Wednesday, May 11, 2022

"Antidotes to Ageism" Video, and the Need for Better Patient Agency

The organization Changing the Narrative in Colorado in partnership with the Boulder County Area Agency on Aging, created a 16-minute video: "Antidotes for Ageism: A brief guide to creating inclusive care in an ageist society."

"Ageism is a real problem everywhere, including in healthcare. It isn’t just wrong; it has impacts on our health, lifespan and economy."

You can download their "Guidelines for Age-Inclusive Communication," as a .pdf file. This document includes a reference:  "Research by FrameWorks Institute shows that certain terms are often associated with – and reinforce – negative stereotypes about older people that result in stereotyping and discrimination."

UPDATE, Thursday, May 12, 2022: I'm watching the video now, which begins with a definition of "ageism," as "Stereotypes (how we think), prejudice (how we feel), and discrimination (how we act) towards others, or oneself, based on age."

Maybe policing thoughts and feelings is attempted by raising awareness, but this is not always the case. Minds and hearts are reluctant to change, especially when ageism has been pervasive implicit bias in Western culture for at least 200 years(?) Better to approach the problem with enhancing the agency of those affected.

One interviewee states, "My goal is to change the way we think about growing older." Another promotes volunteerism, which seems to be a step down from more ambitious and personal pursuit such as starting a company.

The best comment was by someone who said "each year brings more confidence, having more experience in life, ability to take more risks, and to venture into areas I probably wouldn't have done at a younger age. The fact is fighting ageism is about changing your own mind first, and the most compelling agent for change is serving as an example.

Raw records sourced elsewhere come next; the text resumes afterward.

use std::path::PathBuf;

use miette::Diagnostic;
use thiserror::Error;

#[derive(Debug, Error, Diagnostic)]
pub enum SeqdbError {
    #[error("invalid species identifier: {0}")]
    InvalidSpecies(String),

    #[error("invalid taxonomic id: {0}")]
    InvalidTaxonId(String),

    #[error("invalid accession id: {0}")]
    InvalidAccession(String),

    #[error("unknown sampling strategy: {0}")]
    InvalidStrategy(String),

    #[error("inclusion fraction must be within [0, 1]: {0}")]
    InvalidFraction(String),

    #[error("invalid run entry: {0}")]
    InvalidRun(String),

    #[error("failed to read mapping file at {0}")]
    MappingRead(PathBuf),

    #[error("failed to parse mapping: {0}")]
    MappingParse(String),

    #[error("failed to read config file at {0}")]
    ConfigRead(PathBuf),

    #[error("failed to parse JSON config: {0}")]
    ConfigParse(String),

    #[error("failed to read allowlist at {0}")]
    AllowlistRead(PathBuf),

    #[error("failed to read source {path}: {message}")]
    SourceRead { path: String, message: String },

    #[error("failed to write output {path}: {message}")]
    OutputWrite { path: String, message: String },

    #[error("filesystem error: {0}")]
    Filesystem(String),
}
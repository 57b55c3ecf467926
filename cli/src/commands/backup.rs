//! `git-account-manager backup` — snapshots of `~/.ssh/config`.

use std::process::ExitCode;

use anyhow::Result;
use chrono::Utc;
use clap::Subcommand;

use crate::app::AppContext;
use crate::application::ports::BackupStore;
use crate::application::services::backup_service;
use crate::domain::backup::LATEST;

/// Backup subcommands.
#[derive(Subcommand, Debug, Clone)]
pub enum BackupCommand {
    /// Snapshot the current config
    Create,
    /// List snapshots, newest first
    List,
    /// Replace the config with a snapshot
    Restore {
        /// Snapshot file name, or `latest`
        #[arg(default_value = LATEST)]
        name: String,
    },
    /// Delete old snapshots
    Prune {
        /// Snapshots to keep [default: backup.keep]
        #[arg(long)]
        keep: Option<usize>,
    },
}

/// Run a backup subcommand.
///
/// # Errors
///
/// Returns an error if the snapshot does not exist or a file operation fails.
pub fn run(app: &AppContext, cmd: BackupCommand) -> Result<ExitCode> {
    let keep = app.config.backup.keep;
    match cmd {
        BackupCommand::Create => {
            let entry = backup_service::create_backup(&app.ssh, &app.backups, keep, Utc::now())?;
            app.renderer().backup_created(entry.as_ref())?;
        }
        BackupCommand::List => {
            let entries = backup_service::list_backups(&app.backups)?;
            app.renderer().backups(&entries, &app.backups.dir())?;
        }
        BackupCommand::Restore { name } => {
            if !app.non_interactive
                && !app.confirm(&format!("Replace ~/.ssh/config with {name}?"), false)?
            {
                app.output.info("Cancelled.");
                return Ok(ExitCode::SUCCESS);
            }
            let outcome =
                backup_service::restore_backup(&app.ssh, &app.backups, &name, keep, Utc::now())?;
            app.renderer().restored(&outcome)?;
        }
        BackupCommand::Prune { keep: requested } => {
            let keep = requested.unwrap_or(keep);
            let removed = backup_service::prune_backups(&app.backups, keep)?;
            app.renderer().pruned(&removed, keep)?;
        }
    }
    Ok(ExitCode::SUCCESS)
}
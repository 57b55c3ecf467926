//! `git-account-manager use <alias>` — bind a repository (or the global
//! Git config) to an account.

use std::path::PathBuf;
use std::process::ExitCode;

use anyhow::Result;
use clap::Args;

use crate::app::AppContext;
use crate::application::services::account_service;
use crate::application::services::repo_service::{self, IdentityScope};

/// Arguments for the use command.
#[derive(Args, Debug, Clone)]
pub struct UseArgs {
    /// Account alias
    pub alias: String,

    /// Repository to configure
    #[arg(long, default_value = ".", conflicts_with = "global")]
    pub path: PathBuf,

    /// Set the identity in the global Git config instead
    #[arg(long)]
    pub global: bool,

    /// Remote whose URL is rewritten to the account's host alias
    #[arg(long, default_value = "origin")]
    pub remote: String,
}

/// Run the use command.
///
/// # Errors
///
/// Returns an error if the alias is unknown, the path is not a repository,
/// or the remote belongs to a different provider.
pub async fn run(app: &AppContext, args: UseArgs) -> Result<ExitCode> {
    let account = account_service::find_account(&app.ssh, &args.alias)?;
    let scope = if args.global {
        IdentityScope::Global
    } else {
        IdentityScope::Repo(args.path)
    };

    let outcome =
        repo_service::use_account(&app.runner, &app.reporter(), &account, &scope, &args.remote)
            .await?;
    app.renderer().used(&outcome)?;
    Ok(ExitCode::SUCCESS)
}
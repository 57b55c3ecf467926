//! `git-account-manager show <alias>`

use std::process::ExitCode;

use anyhow::Result;

use crate::app::AppContext;
use crate::application::services::account_service;

/// Run the show command.
///
/// # Errors
///
/// Returns an error if the alias is unknown or the config cannot be read.
pub fn run(app: &AppContext, alias: &str) -> Result<ExitCode> {
    let account = account_service::find_account(&app.ssh, alias)?;
    let status = account_service::status_of(&app.ssh, account);
    app.renderer().account(&status)?;
    Ok(ExitCode::SUCCESS)
}
//! Managed blocks inside a lived-in `~/.ssh/config`.

#![allow(clippy::expect_used, clippy::unwrap_used)]

use git_account_manager::domain::account::{Account, Provider};
use git_account_manager::domain::error::AccountError;
use git_account_manager::domain::remote::rewrite_remote_url;
use git_account_manager::domain::ssh_config::SshConfigDocument;

const HAND_WRITTEN: &str = "\
Include ~/.ssh/config.d/*

# jump host for the lab
Host bastion
    HostName bastion.lab.example
    User ops
    ForwardAgent no

Match host *.internal exec \"test -f ~/.vpn-up\"
    ProxyJump bastion

Host *
    ServerAliveInterval 60
";

fn account(alias: &str, provider: Provider) -> Account {
    Account {
        alias: alias.to_string(),
        name: "Jane Doe".to_string(),
        email: format!("jane@{alias}.example"),
        provider,
        identity_file: format!("~/.ssh/id_ed25519_{alias}"),
    }
}

#[test]
fn test_accounts_coexist_with_hand_written_entries() {
    let mut doc = SshConfigDocument::parse(HAND_WRITTEN).expect("parse");
    assert_eq!(doc.accounts().count(), 0);

    doc.add_account(account("work", Provider::GitHub)).unwrap();
    doc.add_account(account("oss", Provider::GitLab)).unwrap();
    doc.add_account(account("infra", Provider::Custom("git.corp.example".into())))
        .unwrap();

    let rendered = doc.render();
    assert!(rendered.starts_with(HAND_WRITTEN));

    let reparsed = SshConfigDocument::parse(&rendered).expect("reparse");
    let aliases: Vec<&str> = reparsed.accounts().map(|a| a.alias.as_str()).collect();
    assert_eq!(aliases, ["work", "oss", "infra"]);
    assert_eq!(
        reparsed.find("infra").unwrap().host_alias(),
        "git.corp.example-infra"
    );
}

#[test]
fn test_removing_every_account_restores_hand_written_file() {
    let mut doc = SshConfigDocument::parse(HAND_WRITTEN).expect("parse");
    doc.add_account(account("work", Provider::GitHub)).unwrap();
    doc.add_account(account("oss", Provider::GitLab)).unwrap();

    let mut doc = SshConfigDocument::parse(&doc.render()).expect("reparse");
    doc.remove_account("work").unwrap();
    doc.remove_account("oss").unwrap();
    assert_eq!(doc.render(), HAND_WRITTEN);
}

#[test]
fn test_hand_written_host_blocks_managed_alias() {
    let config = format!("{HAND_WRITTEN}\nHost github.com-work\n    HostName github.com\n");
    let mut doc = SshConfigDocument::parse(&config).expect("parse");
    let err = doc
        .add_account(account("work", Provider::GitHub))
        .unwrap_err();
    assert_eq!(err, AccountError::HostAliasTaken("github.com-work".into()));
}

#[test]
fn test_parsed_account_rewrites_its_own_remotes() {
    let mut doc = SshConfigDocument::parse("").expect("parse");
    doc.add_account(account("work", Provider::GitHub)).unwrap();
    let doc = SshConfigDocument::parse(&doc.render()).expect("reparse");
    let work = doc.find("work").unwrap();

    assert_eq!(
        rewrite_remote_url("https://github.com/acme/api.git", work).unwrap(),
        "git@github.com-work:acme/api.git"
    );
    assert!(rewrite_remote_url("git@gitlab.com:acme/api.git", work).is_err());
}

Interestingly enough, with advancing research into artificial intelligence and the race to mimicking human thought and decision making, the problem of bias must be approached. Bias is a given when you use a computational approach for decision making. Human decision making is even more complicated and harder to analyze and correct. Daniel Kahneman's "Thinking, Fast and Slow," and his work in the psychological study of human decision making was recognized with a Nobel Prize.

With healthcare, there isn't the same urgency in treating older adults or using more involved therapies, perhaps underestimating the possibility of a good result. It's the "I don't want to push things you don't want to do" attitude. Too often, when clinicians are approached with this problem, it comes down to using the excuse that "it's the system." This makes it easy to absolve responsibility.

The video suggests that older adults are subjected to more unnecessary clinical tests. But this can be debated that some developing chronic conditions are associated with age such as metabolic syndrome. Older adults have been excluded from clinical trials, again with the belief that this will lead to more robust results. And, for this reason, the data don't exist for treatments such as vaccines.

Then we have elderspeak. It's entirely appropriate to speak out when you're subjected to this.

Wrong assumptions: depression is not a normal part of aging. Sexuality is not to be discussed. Other factors such as ethnicity, gender identity, socio-economic status, lifestyle choices etc., are similarly ignored.

The worst realization is that poor delivery of health care is not causally limited to ageism or any other type of social prejudice. Doctors and nursing are forced to sit in front of a computer to capture codes and not observe the patient as a unique individual--they have be reduced to a series of check boxes for more efficient billing. Clinicians are increasingly experiencing burnout, and the patients become more burdensome as the monolithic healthcare system is untouchable. Predictions are being made that costs healthcare in the US will rise significantly due to the burden of the evolving Covid-19 pandemic.

My antidote for ageism, and all the other various implicit biases, as well as the many systemic failings of the US healthcare is agency. The much-discussed patient-centered model is elusive. It's up to each individual person who interacts with the healthcare system had better be prepared to do his or her homework. You can keep a daily journal of medications taken, blood pressure readings, moods, etc., to make it easier to get proper recognition of your particular health needs by presenting these in your clinic visit.

Ageism is not going away anytime soon. Work to improve your agency first.